According to the Bay Area Regional Report, since 1950 the Bay Area has already increased in temperature by 1.7 degrees Fahrenheit and local sea level is eight inches higher than it was one hundred years ago. Future climate will render the Bay Area less suitable for our evergreen redwood and fir forests, and more favorable for tolerant chaparral shrub land. The region’s seven million people and $750 billion economy (almost one-third of California’s total) is predicted to be increasingly beset by more “boom and bust” irregular wet and very dry years, punctuated by increasingly intense and damaging storms.

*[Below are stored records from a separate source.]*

#[derive(Subcommand)]
enum AdminCommand {
    Summary,
    List {
        #[arg(long)]
        role: Option<Role>,
    },
    Show {
        #[arg(long)]
        id: String,
    },
    #[command(group(
        ArgGroup::new("auth")
            .args(["password", "google"])
            .required(true)
            .multiple(false)
    ))]
    Create {
        #[arg(long)]
        email: String,
        #[arg(long)]
        name: String,
        #[arg(long, default_value = "student")]
        role: Role,
        #[arg(long)]
        class: Option<String>,
        #[arg(long)]
        password: Option<String>,
        #[arg(long)]
        google: bool,
    },
    Update {
        #[arg(long)]
        id: String,
        #[arg(long)]
        name: Option<String>,
        #[arg(long)]
        role: Option<Role>,
        #[arg(long)]
        class: Option<String>,
        #[arg(long)]
        active: Option<bool>,
    },
    Delete {
        #[arg(long)]
        id: String,
    },
    /// Create accounts from a CSV file
    Import {
        #[arg(long)]
        csv: PathBuf,
    },
}

#[derive(Subcommand)]
enum ProfileCommand {
    Show,
    #[command(group(
        ArgGroup::new("change")
            .args(["hobbies", "focus", "image"])
            .required(true)
            .multiple(true)
    ))]
    Update {
        #[arg(long)]
        hobbies: Option<String>,
        #[arg(long, num_args = 1..)]
        focus: Option<Vec<String>>,
        #[arg(long)]
        image: Option<PathBuf>,
    },
}

async fn run(app: &App, command: Commands) -> anyhow::Result<()> {
    match command {
        Commands::InitStore => commands::init_store(app).await?,
        Commands::Login { email, password } => commands::login(app, &email, &password).await?,
        Commands::LoginGoogle { credential } => commands::login_google(app, &credential).await?,
        Commands::Logout => commands::logout(app).await?,
        Commands::Whoami => commands::whoami(app).await?,
        Commands::Dashboard {
            year,
            month,
            no_advice,
            out,
        } => commands::dashboard(app, year, month, !no_advice, out.as_deref()).await?,
        Commands::History { id } => commands::history(app, id.as_deref()).await?,
        Commands::Finalize { year, month } => commands::finalize_month(app, year, month).await?,
        Commands::Questionnaire { command } => match command {
            QuestionnaireCommand::List => commands::list_questionnaires(app).await?,
            QuestionnaireCommand::Show { id } => commands::show_questionnaire(app, &id).await?,
            QuestionnaireCommand::Submit { id, answers } => {
                commands::submit_questionnaire(app, &id, &answers).await?
            }
        },
        Commands::Journal { command } => match command {
            JournalCommand::Add { strength, weakness } => {
                commands::add_journal_entry(app, &strength, &weakness).await?
            }
            JournalCommand::List => commands::list_journal(app).await?,
            JournalCommand::Edit {
                id,
                strength,
                weakness,
            } => {
                commands::edit_journal_entry(app, &id, strength.as_deref(), weakness.as_deref())
                    .await?
            }
        },
        Commands::Project { command } => run_project(app, command).await?,
        Commands::Talent { command } => match command {
            TalentCommand::Status => commands::talent_status(app).await?,
            TalentCommand::Answer { file } => commands::talent_answer(app, &file).await?,
            TalentCommand::Pick { talent } => commands::talent_pick(app, &talent).await?,
            TalentCommand::Additional { file } => commands::talent_additional(app, &file).await?,
            TalentCommand::Repick { talent } => commands::talent_repick(app, &talent).await?,
            TalentCommand::Save => commands::talent_save(app).await?,
            TalentCommand::Reset => commands::talent_reset(app).await?,
            TalentCommand::Show => commands::talent_show(app).await?,
        },
        Commands::ClassDashboard { class } => {
            commands::class_dashboard(app, class.as_deref()).await?
        }
        Commands::Admin { command } => match command {
            AdminCommand::Summary => commands::admin_summary(app).await?,
            AdminCommand::List { role } => commands::admin_list(app, role).await?,
            AdminCommand::Show { id } => commands::admin_show(app, &id).await?,
            AdminCommand::Create {
                email,
                name,
                role,
                class,
                password,
                google,
            } => {
                let form = admin::NewUser {
                    email,
                    name,
                    role,
                    class_name: class,
                    password,
                    google,
                };
                commands::admin_create(app, form).await?
            }
            AdminCommand::Update {
                id,
                name,
                role,
                class,
                active,
            } => commands::admin_update(app, &id, name, role, class, active).await?,
            AdminCommand::Delete { id } => commands::admin_delete(app, &id).await?,
            AdminCommand::Import { csv } => commands::admin_import(app, &csv).await?,
        },
        Commands::Profile { command } => match command {
            ProfileCommand::Show => commands::show_profile(app).await?,
            ProfileCommand::Update {
                hobbies,
                focus,
                image,
            } => commands::update_profile(app, hobbies, focus, image.as_deref()).await?,
        },
    }

    Ok(())
}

Unsurprisingly, according to the report the Bay Area’s intensifying housing and equity problems have a multiplier affect with climate change. As Bay Area housing spreads further north, south, and inland the result is higher transportation and energy needs for those with the fewest resources available to afford them; and acute disparity in climate vulnerability across Bay Area communities and populations.
“All Californians will likely endure more illness and be at greater risk of early death because of climate change,” bluntly states the statewide summary brochure for California’s climate assessment. “[However] vulnerable populations that already experience the greatest adverse health impacts will be disproportionately affected.”
“We’re much better at being reactive to a disaster than planning ahead,” said UC Berkeley professor and contributing author David Ackerly at a California Adaptation Forum panel in Sacramento on August 27th. “And it is vulnerable communities that suffer from those disasters. How much human suffering has to happen before it triggers the next round of activity?”
The assessment’s data is publicly available online at “Cal-adapt,” where Californians can explore projected impacts for their neighborhoods, towns, and regions.